▶ [What is expected]:
Transcribe the full listing below exactly.

▶ [Records shown]:
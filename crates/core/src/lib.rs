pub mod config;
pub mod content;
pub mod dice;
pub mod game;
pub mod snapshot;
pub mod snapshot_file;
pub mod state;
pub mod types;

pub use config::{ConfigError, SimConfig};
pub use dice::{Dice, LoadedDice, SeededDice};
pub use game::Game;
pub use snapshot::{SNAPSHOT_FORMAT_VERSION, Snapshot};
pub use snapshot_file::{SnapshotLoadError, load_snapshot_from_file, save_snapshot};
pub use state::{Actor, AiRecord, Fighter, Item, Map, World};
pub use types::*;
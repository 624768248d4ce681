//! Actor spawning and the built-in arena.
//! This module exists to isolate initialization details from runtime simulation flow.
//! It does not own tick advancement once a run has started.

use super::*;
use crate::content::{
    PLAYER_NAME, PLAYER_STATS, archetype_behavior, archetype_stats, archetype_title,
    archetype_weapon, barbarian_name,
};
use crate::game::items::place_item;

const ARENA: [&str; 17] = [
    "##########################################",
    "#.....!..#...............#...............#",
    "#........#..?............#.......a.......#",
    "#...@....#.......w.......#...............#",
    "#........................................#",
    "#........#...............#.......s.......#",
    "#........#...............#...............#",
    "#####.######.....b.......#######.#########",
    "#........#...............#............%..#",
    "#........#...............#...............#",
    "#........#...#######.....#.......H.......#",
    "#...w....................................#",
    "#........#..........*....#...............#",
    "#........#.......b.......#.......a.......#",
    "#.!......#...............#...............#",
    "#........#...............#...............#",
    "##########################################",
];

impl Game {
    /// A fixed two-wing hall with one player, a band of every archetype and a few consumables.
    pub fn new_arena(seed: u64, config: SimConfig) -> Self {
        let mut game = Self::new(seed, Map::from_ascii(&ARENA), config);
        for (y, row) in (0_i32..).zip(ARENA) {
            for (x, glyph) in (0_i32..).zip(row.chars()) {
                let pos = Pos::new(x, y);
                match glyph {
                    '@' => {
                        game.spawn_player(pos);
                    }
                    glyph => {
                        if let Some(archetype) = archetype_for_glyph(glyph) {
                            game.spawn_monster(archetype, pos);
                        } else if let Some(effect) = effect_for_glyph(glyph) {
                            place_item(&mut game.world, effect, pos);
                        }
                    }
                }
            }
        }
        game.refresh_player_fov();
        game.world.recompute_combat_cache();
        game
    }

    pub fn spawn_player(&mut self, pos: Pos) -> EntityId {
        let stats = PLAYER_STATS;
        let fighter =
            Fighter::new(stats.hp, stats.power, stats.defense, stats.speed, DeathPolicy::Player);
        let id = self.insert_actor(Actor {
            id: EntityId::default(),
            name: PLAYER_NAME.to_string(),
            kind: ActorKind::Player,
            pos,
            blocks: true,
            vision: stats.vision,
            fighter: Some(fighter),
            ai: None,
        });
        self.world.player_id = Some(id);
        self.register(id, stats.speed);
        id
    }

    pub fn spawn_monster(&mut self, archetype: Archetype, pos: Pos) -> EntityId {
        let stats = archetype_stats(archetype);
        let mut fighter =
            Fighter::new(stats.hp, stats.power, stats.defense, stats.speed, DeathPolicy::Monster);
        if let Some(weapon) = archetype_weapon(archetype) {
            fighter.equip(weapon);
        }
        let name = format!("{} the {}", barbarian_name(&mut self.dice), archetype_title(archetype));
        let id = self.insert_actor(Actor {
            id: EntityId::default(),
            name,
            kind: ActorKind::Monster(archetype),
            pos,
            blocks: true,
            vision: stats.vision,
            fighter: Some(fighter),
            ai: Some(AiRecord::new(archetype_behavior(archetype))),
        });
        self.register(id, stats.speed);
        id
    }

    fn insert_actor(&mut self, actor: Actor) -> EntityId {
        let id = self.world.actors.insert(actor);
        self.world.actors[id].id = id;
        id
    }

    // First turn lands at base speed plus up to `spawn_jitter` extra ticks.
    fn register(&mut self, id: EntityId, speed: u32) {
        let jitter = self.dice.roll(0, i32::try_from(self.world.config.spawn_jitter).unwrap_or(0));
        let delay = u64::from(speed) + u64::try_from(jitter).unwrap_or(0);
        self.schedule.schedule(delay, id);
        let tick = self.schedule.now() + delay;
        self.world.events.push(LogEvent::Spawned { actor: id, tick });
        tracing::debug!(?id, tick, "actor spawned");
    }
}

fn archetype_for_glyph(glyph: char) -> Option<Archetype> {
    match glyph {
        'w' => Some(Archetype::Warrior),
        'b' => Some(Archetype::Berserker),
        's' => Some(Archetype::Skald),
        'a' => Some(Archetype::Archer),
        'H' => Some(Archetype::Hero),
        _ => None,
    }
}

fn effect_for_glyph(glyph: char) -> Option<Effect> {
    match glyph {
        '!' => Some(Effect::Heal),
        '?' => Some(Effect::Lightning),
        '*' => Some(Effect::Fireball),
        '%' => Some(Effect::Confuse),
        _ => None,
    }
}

▶ [Exercise response]:
filename crates/core/src/lib.rs
pub mod config;
pub mod content;
pub mod dice;
pub mod game;
pub mod snapshot;
pub mod snapshot_file;
pub mod state;
pub mod types;

pub use config::{ConfigError, SimConfig};
pub use dice::{Dice, LoadedDice, SeededDice};
pub use game::Game;
pub use snapshot::{SNAPSHOT_FORMAT_VERSION, Snapshot};
pub use snapshot_file::{SnapshotLoadError, load_snapshot_from_file, save_snapshot};
pub use state::{Actor, AiRecord, Fighter, Item, Map, World};
pub use types::*;
repository 624768248d4ce681
//! Actor spawning and the built-in arena.
//! This module exists to isolate initialization details from runtime simulation flow.
//! It does not own tick advancement once a run has started.

use super::*;
use crate::content::{
    PLAYER_NAME, PLAYER_STATS, archetype_behavior, archetype_stats, archetype_title,
    archetype_weapon, barbarian_name,
};
use crate::game::items::place_item;

const ARENA: [&str; 17] = [
    "##########################################",
    "#.....!..#...............#...............#",
    "#........#..?............#.......a.......#",
    "#...@....#.......w.......#...............#",
    "#........................................#",
    "#........#...............#.......s.......#",
    "#........#...............#...............#",
    "#####.######.....b.......#######.#########",
    "#........#...............#............%..#",
    "#........#...............#...............#",
    "#........#...#######.....#.......H.......#",
    "#...w....................................#",
    "#........#..........*....#...............#",
    "#........#.......b.......#.......a.......#",
    "#.!......#...............#...............#",
    "#........#...............#...............#",
    "##########################################",
];

impl Game {
    /// A fixed two-wing hall with one player, a band of every archetype and a few consumables.
    pub fn new_arena(seed: u64, config: SimConfig) -> Self {
        let mut game = Self::new(seed, Map::from_ascii(&ARENA), config);
        for (y, row) in (0_i32..).zip(ARENA) {
            for (x, glyph) in (0_i32..).zip(row.chars()) {
                let pos = Pos::new(x, y);
                match glyph {
                    '@' => {
                        game.spawn_player(pos);
                    }
                    glyph => {
                        if let Some(archetype) = archetype_for_glyph(glyph) {
                            game.spawn_monster(archetype, pos);
                        } else if let Some(effect) = effect_for_glyph(glyph) {
                            place_item(&mut game.world, effect, pos);
                        }
                    }
                }
            }
        }
        game.refresh_player_fov();
        game.world.recompute_combat_cache();
        game
    }

    pub fn spawn_player(&mut self, pos: Pos) -> EntityId {
        let stats = PLAYER_STATS;
        let fighter =
            Fighter::new(stats.hp, stats.power, stats.defense, stats.speed, DeathPolicy::Player);
        let id = self.insert_actor(Actor {
            id: EntityId::default(),
            name: PLAYER_NAME.to_string(),
            kind: ActorKind::Player,
            pos,
            blocks: true,
            vision: stats.vision,
            fighter: Some(fighter),
            ai: None,
        });
        self.world.player_id = Some(id);
        self.register(id, stats.speed);
        id
    }

    pub fn spawn_monster(&mut self, archetype: Archetype, pos: Pos) -> EntityId {
        let stats = archetype_stats(archetype);
        let mut fighter =
            Fighter::new(stats.hp, stats.power, stats.defense, stats.speed, DeathPolicy::Monster);
        if let Some(weapon) = archetype_weapon(archetype) {
            fighter.equip(weapon);
        }
        let name = format!("{} the {}", barbarian_name(&mut self.dice), archetype_title(archetype));
        let id = self.insert_actor(Actor {
            id: EntityId::default(),
            name,
            kind: ActorKind::Monster(archetype),
            pos,
            blocks: true,
            vision: stats.vision,
            fighter: Some(fighter),
            ai: Some(AiRecord::new(archetype_behavior(archetype))),
        });
        self.register(id, stats.speed);
        id
    }

    fn insert_actor(&mut self, actor: Actor) -> EntityId {
        let id = self.world.actors.insert(actor);
        self.world.actors[id].id = id;
        id
    }

    // First turn lands at base speed plus up to `spawn_jitter` extra ticks.
    fn register(&mut self, id: EntityId, speed: u32) {
        let jitter = self.dice.roll(0, i32::try_from(self.world.config.spawn_jitter).unwrap_or(0));
        let delay = u64::from(speed) + u64::try_from(jitter).unwrap_or(0);
        self.schedule.schedule(delay, id);
        let tick = self.schedule.now() + delay;
        self.world.events.push(LogEvent::Spawned { actor: id, tick });
        tracing::debug!(?id, tick, "actor spawned");
    }
}

fn archetype_for_glyph(glyph: char) -> Option<Archetype> {
    match glyph {
        'w' => Some(Archetype::Warrior),
        'b' => Some(Archetype::Berserker),
        's' => Some(Archetype::Skald),
        'a' => Some(Archetype::Archer),
        'H' => Some(Archetype::Hero),
        _ => None,
    }
}

fn effect_for_glyph(glyph: char) -> Option<Effect> {
    match glyph {
        '!' => Some(Effect::Heal),
        '?' => Some(Effect::Lightning),
        '*' => Some(Effect::Fireball),
        '%' => Some(Effect::Confuse),
        _ => None,
    }
}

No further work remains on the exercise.